I agree. You understand why I wrote this post. It's what I wanted to read 3 weeks ago. We're told "Use Diagnostics like the json stdlib module!" but then you realize the json module is way too simplistic for a complicated application.
But also, I'm sure this method has flaws and can be greatly improved, so hopefully we can come to the right solution.
> You can already have extremely ergonomic error payloads with existing language features.
I think you meant extremely unergonomic. If you take a dev poll, 8/10 developers would not find the solution ergonomic at all.
Are you sure? Just because you feel that way doesn't mean you can just make up a statistic that supports your viewpoint.
In my experience, ergonomics in Zig means something other than ergonomics in many other languages. In plenty of languages, ergonomic code is basically just writing as few characters as possible and being able to achieve complex logic with little boilerplate. In Zig, it feels good to be able to compose the conceptually simple language features into an optimal solution to your problem, even if it results in code that is maybe not aesthetically pleasing on first glance.

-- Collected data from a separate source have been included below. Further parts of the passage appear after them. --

//! The `File` record: entity metadata for a stored byte blob.
//!
//! File *content* moves through the much narrower [`FileStore`] contract
//! (load/save/delete); the metadata record itself is an ordinary entity and
//! can be persisted through the repository like any other model.
//!
//! [`FileStore`]: crate::files::FileStore

use chrono::{DateTime, Utc};
use serde::{Deserialize, Serialize};

use crate::model::id::EntityId;
use crate::model::record::Model;
use crate::model::schema::{FieldKind, Schema};

/// Metadata of a stored file.
///
/// The byte content is deliberately not serialized with the entity; it lives
/// in the file store and is attached to this struct only after `load`.
#[derive(Debug, Clone, PartialEq, Serialize, Deserialize)]
pub struct File {
    /// Entity identity.
    pub id_: EntityId,
    /// Path of the file, relative to the file store's working directory
    /// unless absolute.
    pub path: String,
    /// Creation timestamp.
    pub created_at: Option<DateTime<Utc>>,
    /// Last modification timestamp.
    pub updated_at: Option<DateTime<Utc>>,
    /// Owning user.
    pub owner: Option<String>,
    /// Owning group.
    pub group: Option<String>,
    /// Permission string, e.g. `644`.
    pub permissions: Option<String>,
    /// Raw content, present only after the file store loaded it.
    #[serde(skip)]
    content: Option<Vec<u8>>,
}

impl File {
    /// Creates a file record for the given path with unassigned identity.
    pub fn new(path: impl Into<String>) -> Self {
        Self {
            id_: EntityId::UNASSIGNED,
            path: path.into(),
            created_at: None,
            updated_at: None,
            owner: None,
            group: None,
            permissions: None,
            content: None,
        }
    }

    /// The loaded content, if any.
    pub fn content(&self) -> Option<&[u8]> {
        self.content.as_deref()
    }

    /// Attaches content to the record.
    pub fn set_content(&mut self, content: Vec<u8>) {
        self.content = Some(content);
    }

    /// Returns true once content has been loaded or set.
    pub fn has_content(&self) -> bool {
        self.content.is_some()
    }
}

impl Model for File {
    const MODEL_NAME: &'static str = "file";

    fn schema() -> Schema {
        Schema::builder("file")
            .field("path", FieldKind::Str)
            .optional_field("created_at", FieldKind::DateTime)
            .optional_field("updated_at", FieldKind::DateTime)
            .optional_field("owner", FieldKind::Str)
            .optional_field("group", FieldKind::Str)
            .optional_field("permissions", FieldKind::Str)
            .build()
    }

    fn id(&self) -> EntityId {
        self.id_.clone()
    }

    fn set_id(&mut self, id: EntityId) {
        self.id_ = id;
    }
}

#[cfg(test)]
mod tests {
    use super::*;
    use crate::model::record::Record;

    #[test]
    fn test_content_is_not_an_entity_attribute() {
        let mut file = File::new("notes/today.md");
        file.set_content(b"hello".to_vec());

        let record = Record::from_model(&file).unwrap();
        assert!(record.get("content").is_none());
        assert_eq!(record.model_name(), "file");

        // Content does not survive the entity round trip; only metadata does.
        let back: File = record.into_model().unwrap();
        assert!(!back.has_content());
        assert_eq!(back.path, "notes/today.md");
    }
}
//! SQL statement compilation for the relational backend.
//!
//! Every statement is built from the model schema: one table per model,
//! named after the model, with an `id` column plus one column per declared
//! attribute. All values travel as bound parameters; identifiers are always
//! double-quoted.

use chrono::SecondsFormat;
use rusqlite::types::Value as SqlValue;

use crate::model::{AttributeValue, EntityId, FieldKind, IdKind, Schema};
use crate::query::{Comparison, Condition, SortKey};
use crate::model::ID_ATTRIBUTE;

/// Identity column of every model table.
pub(crate) const ID_COLUMN: &str = "id";

/// Quotes an identifier for direct interpolation.
pub(crate) fn quote(identifier: &str) -> String {
    format!("\"{}\"", identifier.replace('"', "\"\""))
}

/// The column a record attribute maps to.
pub(crate) fn column_for(attribute: &str) -> &str {
    if attribute == ID_ATTRIBUTE {
        ID_COLUMN
    } else {
        attribute
    }
}

fn column_type(kind: &FieldKind) -> &'static str {
    match kind {
        FieldKind::Bool | FieldKind::Int => "INTEGER",
        FieldKind::Float => "REAL",
        FieldKind::Str | FieldKind::DateTime => "TEXT",
        // Lists are stored as their JSON text.
        FieldKind::List(_) => "TEXT",
    }
}

/// `CREATE TABLE IF NOT EXISTS` for a model schema.
pub(crate) fn create_table(schema: &Schema) -> String {
    let id_type = match schema.id_kind() {
        IdKind::Int => "INTEGER",
        IdKind::Str => "TEXT",
    };
    let mut columns = vec![format!("{} {} PRIMARY KEY", quote(ID_COLUMN), id_type)];
    for field in schema.fields() {
        let not_null = if field.required { " NOT NULL" } else { "" };
        columns.push(format!(
            "{} {}{}",
            quote(&field.name),
            column_type(&field.kind),
            not_null
        ));
    }
    format!(
        "CREATE TABLE IF NOT EXISTS {} ({})",
        quote(schema.model_name()),
        columns.join(", ")
    )
}

/// Upsert statement for a model schema: insert, or overwrite every attribute
/// column when the id already exists.
pub(crate) fn upsert(schema: &Schema) -> String {
    let mut columns = vec![quote(ID_COLUMN)];
    columns.extend(schema.fields().iter().map(|field| quote(&field.name)));
    let placeholders: Vec<String> = (1..=columns.len()).map(|n| format!("?{}", n)).collect();
    let assignments: Vec<String> = schema
        .fields()
        .iter()
        .map(|field| format!("{col} = excluded.{col}", col = quote(&field.name)))
        .collect();
    if assignments.is_empty() {
        return format!(
            "INSERT INTO {} ({}) VALUES ({}) ON CONFLICT({}) DO NOTHING",
            quote(schema.model_name()),
            columns.join(", "),
            placeholders.join(", "),
            quote(ID_COLUMN)
        );
    }
    format!(
        "INSERT INTO {} ({}) VALUES ({}) ON CONFLICT({}) DO UPDATE SET {}",
        quote(schema.model_name()),
        columns.join(", "),
        placeholders.join(", "),
        quote(ID_COLUMN),
        assignments.join(", ")
    )
}

/// Column list of a model select, id first, attributes in declaration order.
pub(crate) fn select_columns(schema: &Schema) -> String {
    let mut columns = vec![quote(ID_COLUMN)];
    columns.extend(schema.fields().iter().map(|field| quote(&field.name)));
    columns.join(", ")
}

/// Converts an attribute value into a bindable SQL value.
pub(crate) fn to_sql_value(value: &AttributeValue) -> SqlValue {
    match value {
        AttributeValue::Null => SqlValue::Null,
        AttributeValue::Bool(b) => SqlValue::Integer(i64::from(*b)),
        AttributeValue::Int(n) => SqlValue::Integer(*n),
        AttributeValue::Float(f) => SqlValue::Real(*f),
        AttributeValue::Str(s) => SqlValue::Text(s.clone()),
        AttributeValue::DateTime(dt) => {
            SqlValue::Text(dt.to_rfc3339_opts(SecondsFormat::Micros, true))
        }
        AttributeValue::List(_) => SqlValue::Text(value.to_json().to_string()),
    }
}

/// Converts an entity id into a bindable SQL value.
pub(crate) fn id_to_sql_value(id: &EntityId) -> SqlValue {
    match id {
        EntityId::Int(n) => SqlValue::Integer(*n),
        EntityId::Str(s) => SqlValue::Text(s.clone()),
    }
}

/// One compiled predicate with its bound parameters.
pub(crate) struct Predicate {
    pub(crate) sql: String,
    pub(crate) params: Vec<SqlValue>,
}

/// Compiles one comparison condition into a predicate.
///
/// Equality against null becomes `IS NULL` / `IS NOT NULL`; list-kind
/// attributes are not compiled here, their contains semantics run over the
/// fetched rows instead.
pub(crate) fn condition_predicate(condition: &Condition) -> Predicate {
    let column = quote(column_for(&condition.attribute));
    if matches!(condition.value, AttributeValue::Null) {
        let sql = match condition.operator {
            Comparison::Equal => format!("{} IS NULL", column),
            Comparison::NotEqual => format!("{} IS NOT NULL", column),
            // Ordering against null matches nothing.
            _ => "0".to_string(),
        };
        return Predicate {
            sql,
            params: Vec::new(),
        };
    }
    let operator = match condition.operator {
        Comparison::Equal => "=",
        Comparison::NotEqual => "!=",
        Comparison::Greater => ">",
        Comparison::GreaterOrEqual => ">=",
        Comparison::Smaller => "<",
        Comparison::SmallerOrEqual => "<=",
    };
    Predicate {
        sql: format!("{} {} ?", column, operator),
        params: vec![to_sql_value(&condition.value)],
    }
}

/// Compiles one fuzzy filter pair into a predicate.
///
/// String columns match through the registered case-insensitive `REGEXP`
/// function, everything else compares exactly.
pub(crate) fn filter_predicate(attribute: &str, value: &AttributeValue) -> Predicate {
    let column = quote(column_for(attribute));
    match value {
        AttributeValue::Null => Predicate {
            sql: format!("{} IS NULL", column),
            params: Vec::new(),
        },
        AttributeValue::Str(pattern) => Predicate {
            sql: format!("{} REGEXP ?", column),
            params: vec![SqlValue::Text(pattern.clone())],
        },
        other => Predicate {
            sql: format!("{} = ?", column),
            params: vec![to_sql_value(other)],
        },
    }
}

/// Joins predicates into a `WHERE` clause, empty when there are none.
pub(crate) fn where_clause(predicates: &[Predicate]) -> (String, Vec<SqlValue>) {
    if predicates.is_empty() {
        return (String::new(), Vec::new());
    }
    let sql = predicates
        .iter()
        .map(|p| p.sql.as_str())
        .collect::<Vec<_>>()
        .join(" AND ");
    let params = predicates.iter().flat_map(|p| p.params.clone()).collect();
    (format!(" WHERE {}", sql), params)
}

/// `ORDER BY` clause for the sort keys, always falling back to the id.
pub(crate) fn order_by(sort: &[SortKey]) -> String {
    let mut keys: Vec<String> = sort
        .iter()
        .map(|key| {
            format!(
                "{} {}",
                quote(column_for(&key.attribute)),
                if key.reverse { "DESC" } else { "ASC" }
            )
        })
        .collect();
    keys.push(format!("{} ASC", quote(ID_COLUMN)));
    format!(" ORDER BY {}", keys.join(", "))
}

#[cfg(test)]
mod tests {
    use super::*;
    use crate::model::FieldKind;

    fn schema() -> Schema {
        Schema::builder("task")
            .field("description", FieldKind::Str)
            .optional_field("due", FieldKind::DateTime)
            .field("priority", FieldKind::Int)
            .build()
    }

    #[test]
    fn test_create_table_declares_typed_columns() {
        assert_eq!(
            create_table(&schema()),
            "CREATE TABLE IF NOT EXISTS \"task\" (\"id\" INTEGER PRIMARY KEY, \
             \"description\" TEXT NOT NULL, \"due\" TEXT, \"priority\" INTEGER NOT NULL)"
        );
    }

    #[test]
    fn test_upsert_overwrites_on_conflicting_id() {
        let sql = upsert(&schema());
        assert!(sql.starts_with("INSERT INTO \"task\""));
        assert!(sql.contains("ON CONFLICT(\"id\") DO UPDATE SET"));
        assert!(sql.contains("\"priority\" = excluded.\"priority\""));
    }

    #[test]
    fn test_null_equality_compiles_to_is_null() {
        let predicate = condition_predicate(&Condition {
            attribute: "due".to_string(),
            operator: Comparison::Equal,
            value: AttributeValue::Null,
        });
        assert_eq!(predicate.sql, "\"due\" IS NULL");
        assert!(predicate.params.is_empty());
    }

    #[test]
    fn test_id_attribute_maps_to_the_id_column() {
        let predicate = condition_predicate(&Condition {
            attribute: ID_ATTRIBUTE.to_string(),
            operator: Comparison::Greater,
            value: AttributeValue::Int(3),
        });
        assert_eq!(predicate.sql, "\"id\" > ?");
    }

    #[test]
    fn test_order_by_keeps_id_as_tiebreak() {
        let clause = order_by(&[SortKey {
            attribute: "priority".to_string(),
            reverse: true,
        }]);
        assert_eq!(clause, " ORDER BY \"priority\" DESC, \"id\" ASC");
    }
}
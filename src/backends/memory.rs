//! Volatile in-process backend.
//!
//! The reference implementation of the backend contract: every other adapter
//! must be observationally equivalent to this one. Records live in plain
//! per-model vectors and all matching is a linear scan, which also makes it
//! the natural test double for code built on top of the repository.

use std::collections::HashMap;
use std::path::Path;

use regex::RegexBuilder;
use tracing::debug;

use crate::backends::{execute_query, sort_records, BackendKind, DataBackend};
use crate::error::{BackendError, RepositoryError, RepositoryResult};
use crate::model::{AttributeValue, EntityId, Record, ID_ATTRIBUTE};
use crate::query::{Comparison, Condition, Criteria, Filter, ModelSelector};

/// In-memory backend: per-model vectors of records, nothing persisted.
#[derive(Debug, Default)]
pub struct MemoryBackend {
    entities: HashMap<String, Vec<Record>>,
    closed: bool,
}

impl MemoryBackend {
    /// Creates an empty in-memory store.
    pub fn new() -> Self {
        Self::default()
    }

    fn ensure_open(&self) -> RepositoryResult<()> {
        if self.closed {
            return Err(BackendError::Closed { backend: "memory" }.into());
        }
        Ok(())
    }

    fn scan(
        &self,
        models: &ModelSelector,
        predicate: impl Fn(&Record) -> bool,
    ) -> Vec<Record> {
        let mut results = Vec::new();
        for (model, records) in &self.entities {
            if !models.matches(model) {
                continue;
            }
            results.extend(records.iter().filter(|r| predicate(r)).cloned());
        }
        results
    }
}

impl DataBackend for MemoryBackend {
    fn kind(&self) -> BackendKind {
        BackendKind::Memory
    }

    fn name(&self) -> &'static str {
        "memory"
    }

    fn add(&mut self, record: &Record) -> RepositoryResult<()> {
        self.ensure_open()?;
        let records = self
            .entities
            .entry(record.model_name().to_string())
            .or_default();
        match records.iter_mut().find(|r| r.id() == record.id()) {
            Some(existing) => *existing = record.clone(),
            None => records.push(record.clone()),
        }
        Ok(())
    }

    fn delete(&mut self, model: &str, id: &EntityId) -> RepositoryResult<()> {
        self.ensure_open()?;
        let position = self
            .entities
            .get(model)
            .and_then(|records| records.iter().position(|r| r.id() == id));
        match position {
            Some(index) => {
                self.entities
                    .get_mut(model)
                    .map(|records| records.remove(index));
                Ok(())
            }
            None => Err(RepositoryError::not_found(model, ID_ATTRIBUTE, id)),
        }
    }

    fn get(
        &mut self,
        model: &str,
        attribute: &str,
        value: &AttributeValue,
    ) -> RepositoryResult<Vec<Record>> {
        self.ensure_open()?;
        let selector = ModelSelector::named([model]);
        let mut results = self.scan(&selector, |record| match record.get(attribute) {
            Some(candidate) => Comparison::Equal.evaluate(&candidate, value),
            None => false,
        });
        sort_records(&mut results, &[]);
        Ok(results)
    }

    fn all(&mut self, models: &ModelSelector) -> RepositoryResult<Vec<Record>> {
        self.ensure_open()?;
        let mut results = self.scan(models, |_| true);
        sort_records(&mut results, &[]);
        Ok(results)
    }

    fn search(
        &mut self,
        criteria: &Criteria,
        models: &ModelSelector,
    ) -> RepositoryResult<Vec<Record>> {
        self.ensure_open()?;
        criteria.validate()?;
        match criteria {
            Criteria::Filter(filter) => {
                let mut results = self.scan(models, |record| filter_matches(record, filter));
                sort_records(&mut results, &[]);
                Ok(results)
            }
            Criteria::Query(query) => {
                let entities = &self.entities;
                execute_query(query, &mut |selector: &ModelSelector,
                                           conditions: &[Condition]| {
                    let selector = selector.resolve(models);
                    let mut results = Vec::new();
                    for (model, records) in entities {
                        if !selector.matches(model) {
                            continue;
                        }
                        results.extend(
                            records
                                .iter()
                                .filter(|r| conditions_match(r, conditions))
                                .cloned(),
                        );
                    }
                    Ok(results)
                })
            }
        }
    }

    fn apply_migrations(&mut self, directory: &Path) -> RepositoryResult<()> {
        self.ensure_open()?;
        debug!(directory = %directory.display(), "memory backend is schema-less, skipping migrations");
        Ok(())
    }

    fn empty(&mut self) -> RepositoryResult<()> {
        self.ensure_open()?;
        self.entities.clear();
        Ok(())
    }

    fn close(&mut self) -> RepositoryResult<()> {
        self.closed = true;
        Ok(())
    }

    fn is_closed(&self) -> bool {
        self.closed
    }
}

fn conditions_match(record: &Record, conditions: &[Condition]) -> bool {
    conditions.iter().all(|condition| {
        match record.get(&condition.attribute) {
            Some(candidate) => condition.operator.evaluate(&candidate, &condition.value),
            None => false,
        }
    })
}

/// Conjunction of fuzzy per-attribute matches.
pub(crate) fn filter_matches(record: &Record, filter: &Filter) -> bool {
    filter.iter().all(|(attribute, expected)| {
        match record.get(attribute) {
            Some(candidate) => fuzzy_value_matches(&candidate, expected),
            None => false,
        }
    })
}

/// Fuzzy single-value match: strings are case-insensitive regular-expression
/// searches, lists match when any element does, everything else is exact.
pub(crate) fn fuzzy_value_matches(candidate: &AttributeValue, expected: &AttributeValue) -> bool {
    match (candidate, expected) {
        (AttributeValue::List(items), expected) if !matches!(expected, AttributeValue::List(_)) => {
            items.iter().any(|item| fuzzy_value_matches(item, expected))
        }
        (AttributeValue::Str(text), AttributeValue::Str(pattern)) => {
            match RegexBuilder::new(pattern).case_insensitive(true).build() {
                Ok(regex) => regex.is_match(text),
                // Not a valid pattern: fall back to a plain substring match.
                Err(_) => text.to_lowercase().contains(&pattern.to_lowercase()),
            }
        }
        (candidate, expected) => candidate.compare(expected) == std::cmp::Ordering::Equal,
    }
}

I'm not going to declare that this solution is ergonomic or not, you can't always tell just by looking at Zig code whether using it is ergonomic, but by that same logic we shouldn't dismiss it off hand.
2 replies →
I thought so too at first, coming from a language (Hare) where they are very easy and common, but the Diagnostics pattern isn't that bad once you expect it. Various examples: https://ziggit.dev/search?q=Diagnostics
You can't really easily have useful user defined payloads in errors without implicit allocations.
Best way to do it is to pass a payload pointer into the function call. You can put it into an options struct with a default null pointer that noops if you prefer the ergonomics of a kwarg.
Right. It's one thing to build the equivalent of Result into the language -- great. It's another to make it only support simple enum variants and not be extensible.